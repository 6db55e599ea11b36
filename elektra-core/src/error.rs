use crate::models::{Block, Iso};
use time::Date;

/// The top-level error returned by the pricing and conversion entry points.
///
/// Every variant is a request-level failure: the caller must fix the request
/// or the price feed before trying again.
#[derive(Debug, thiserror::Error)]
pub enum ElektraError {
    /// The request named something the engine does not know how to handle
    #[error(transparent)]
    Configuration(#[from] ConfigurationError),

    /// The supplied price feed does not cover the requested period exactly
    #[error(transparent)]
    InsufficientData(#[from] InsufficientDataError),

    /// The block has no relevant hours in the requested period (e.g. 5x16 on a holiday)
    #[error("No relevant hours on {flow_date} for ticker {ticker}.")]
    NoRelevantHoursToday {
        /// The requested flow date
        flow_date: Date,
        /// The ticker the price was requested for
        ticker: String,
    },
}

impl ElektraError {
    /// The stable name of the error kind, as reported to boundary callers.
    pub fn kind(&self) -> &'static str {
        match self {
            Self::Configuration(_) => "ElektraConfigError",
            Self::InsufficientData(_) => "InsufficientDataError",
            Self::NoRelevantHoursToday { .. } => "NoRelevantHoursTodayError",
        }
    }

    /// Whether the failure is attributable to the request rather than the engine.
    ///
    /// All current kinds are; the method exists so that boundaries do not
    /// have to enumerate the variants to pick a status.
    pub fn is_client_error(&self) -> bool {
        match self {
            Self::Configuration(_) | Self::InsufficientData(_) | Self::NoRelevantHoursToday { .. } => {
                true
            }
        }
    }
}

/// Unknown labels, unsupported combinations and malformed tables.
#[derive(Debug, PartialEq, thiserror::Error)]
pub enum ConfigurationError {
    /// The ISO label is not one of the supported markets
    #[error("Unknown ISO: {0}")]
    UnknownIso(String),
    /// The block label is not one of the supported conventions
    #[error("Unknown block: {0}")]
    UnknownBlock(String),
    /// The frequency label is not hourly, daily or monthly
    #[error("Unknown frequency: {0}")]
    UnknownFrequency(String),
    /// The unit label is neither MW nor MWh
    #[error("Unknown volume unit: {0}")]
    UnknownUnit(String),
    /// The reference time zone name is not in the tz database
    #[error("Unknown time zone: {0}")]
    UnknownTimeZone(String),
    /// The market has no peak window on record
    #[error("Invalid ISO: {0}")]
    InvalidIso(Iso),
    /// The block has no required-hour rule
    #[error("Block not found: {0}")]
    UnsupportedBlock(Block),
    /// The (input, output) pair is absent from the conversion table
    #[error("Conversion Not Supported: {input} -> {output}")]
    UnsupportedConversion {
        /// The block the volume is expressed in
        input: Block,
        /// The block the volume was to be converted to
        output: Block,
    },
    /// A block price merge needs exactly two source blocks per row
    #[error("Merging block prices requires exactly two blocks, got {0}")]
    MergeShape(usize),
}

/// The price feed is empty, incomplete, or has duplicate rows.
#[derive(Debug, PartialEq, thiserror::Error)]
pub enum InsufficientDataError {
    /// No rows were supplied at all
    #[error(
        "input_prices is empty. Expected rows with flow_date (YYYY-MM-DD), hour_ending (number) and price (number)"
    )]
    EmptyInput,

    /// A required (date, hour) cell matched the wrong number of rows
    #[error(
        "Incorrect number of prices for {ticker}/{node}: {iso} {block} {frequency} {date} HE {hour_ending}. Expected: {expected}; Got: {actual}. Stopping."
    )]
    RowCount {
        /// The ticker being priced
        ticker: String,
        /// The pricing node
        node: String,
        /// The market label
        iso: String,
        /// The block label
        block: String,
        /// The frequency label
        frequency: String,
        /// The operating day of the missing cell
        date: Date,
        /// The hour-ending of the missing cell
        hour_ending: u8,
        /// How many rows were expected (2 for the repeated fall-back hour)
        expected: usize,
        /// How many rows were found
        actual: usize,
    },
}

::::

Task requirements
Output the records in full, exactly.

Task solution
repository 6db55e599ea11b36
filename elektra-core/src/error.rs
use crate::models::{Block, Iso};
use time::Date;

/// The top-level error returned by the pricing and conversion entry points.
///
/// Every variant is a request-level failure: the caller must fix the request
/// or the price feed before trying again.
#[derive(Debug, thiserror::Error)]
pub enum ElektraError {
    /// The request named something the engine does not know how to handle
    #[error(transparent)]
    Configuration(#[from] ConfigurationError),

    /// The supplied price feed does not cover the requested period exactly
    #[error(transparent)]
    InsufficientData(#[from] InsufficientDataError),

    /// The block has no relevant hours in the requested period (e.g. 5x16 on a holiday)
    #[error("No relevant hours on {flow_date} for ticker {ticker}.")]
    NoRelevantHoursToday {
        /// The requested flow date
        flow_date: Date,
        /// The ticker the price was requested for
        ticker: String,
    },
}

impl ElektraError {
    /// The stable name of the error kind, as reported to boundary callers.
    pub fn kind(&self) -> &'static str {
        match self {
            Self::Configuration(_) => "ElektraConfigError",
            Self::InsufficientData(_) => "InsufficientDataError",
            Self::NoRelevantHoursToday { .. } => "NoRelevantHoursTodayError",
        }
    }

    /// Whether the failure is attributable to the request rather than the engine.
    ///
    /// All current kinds are; the method exists so that boundaries do not
    /// have to enumerate the variants to pick a status.
    pub fn is_client_error(&self) -> bool {
        match self {
            Self::Configuration(_) | Self::InsufficientData(_) | Self::NoRelevantHoursToday { .. } => {
                true
            }
        }
    }
}

/// Unknown labels, unsupported combinations and malformed tables.
#[derive(Debug, PartialEq, thiserror::Error)]
pub enum ConfigurationError {
    /// The ISO label is not one of the supported markets
    #[error("Unknown ISO: {0}")]
    UnknownIso(String),
    /// The block label is not one of the supported conventions
    #[error("Unknown block: {0}")]
    UnknownBlock(String),
    /// The frequency label is not hourly, daily or monthly
    #[error("Unknown frequency: {0}")]
    UnknownFrequency(String),
    /// The unit label is neither MW nor MWh
    #[error("Unknown volume unit: {0}")]
    UnknownUnit(String),
    /// The reference time zone name is not in the tz database
    #[error("Unknown time zone: {0}")]
    UnknownTimeZone(String),
    /// The market has no peak window on record
    #[error("Invalid ISO: {0}")]
    InvalidIso(Iso),
    /// The block has no required-hour rule
    #[error("Block not found: {0}")]
    UnsupportedBlock(Block),
    /// The (input, output) pair is absent from the conversion table
    #[error("Conversion Not Supported: {input} -> {output}")]
    UnsupportedConversion {
        /// The block the volume is expressed in
        input: Block,
        /// The block the volume was to be converted to
        output: Block,
    },
    /// A block price merge needs exactly two source blocks per row
    #[error("Merging block prices requires exactly two blocks, got {0}")]
    MergeShape(usize),
}

/// The price feed is empty, incomplete, or has duplicate rows.
#[derive(Debug, PartialEq, thiserror::Error)]
pub enum InsufficientDataError {
    /// No rows were supplied at all
    #[error(
        "input_prices is empty. Expected rows with flow_date (YYYY-MM-DD), hour_ending (number) and price (number)"
    )]
    EmptyInput,

    /// A required (date, hour) cell matched the wrong number of rows
    #[error(
        "Incorrect number of prices for {ticker}/{node}: {iso} {block} {frequency} {date} HE {hour_ending}. Expected: {expected}; Got: {actual}. Stopping."
    )]
    RowCount {
        /// The ticker being priced
        ticker: String,
        /// The pricing node
        node: String,
        /// The market label
        iso: String,
        /// The block label
        block: String,
        /// The frequency label
        frequency: String,
        /// The operating day of the missing cell
        date: Date,
        /// The hour-ending of the missing cell
        hour_ending: u8,
        /// How many rows were expected (2 for the repeated fall-back hour)
        expected: usize,
        /// How many rows were found
        actual: usize,
    },
}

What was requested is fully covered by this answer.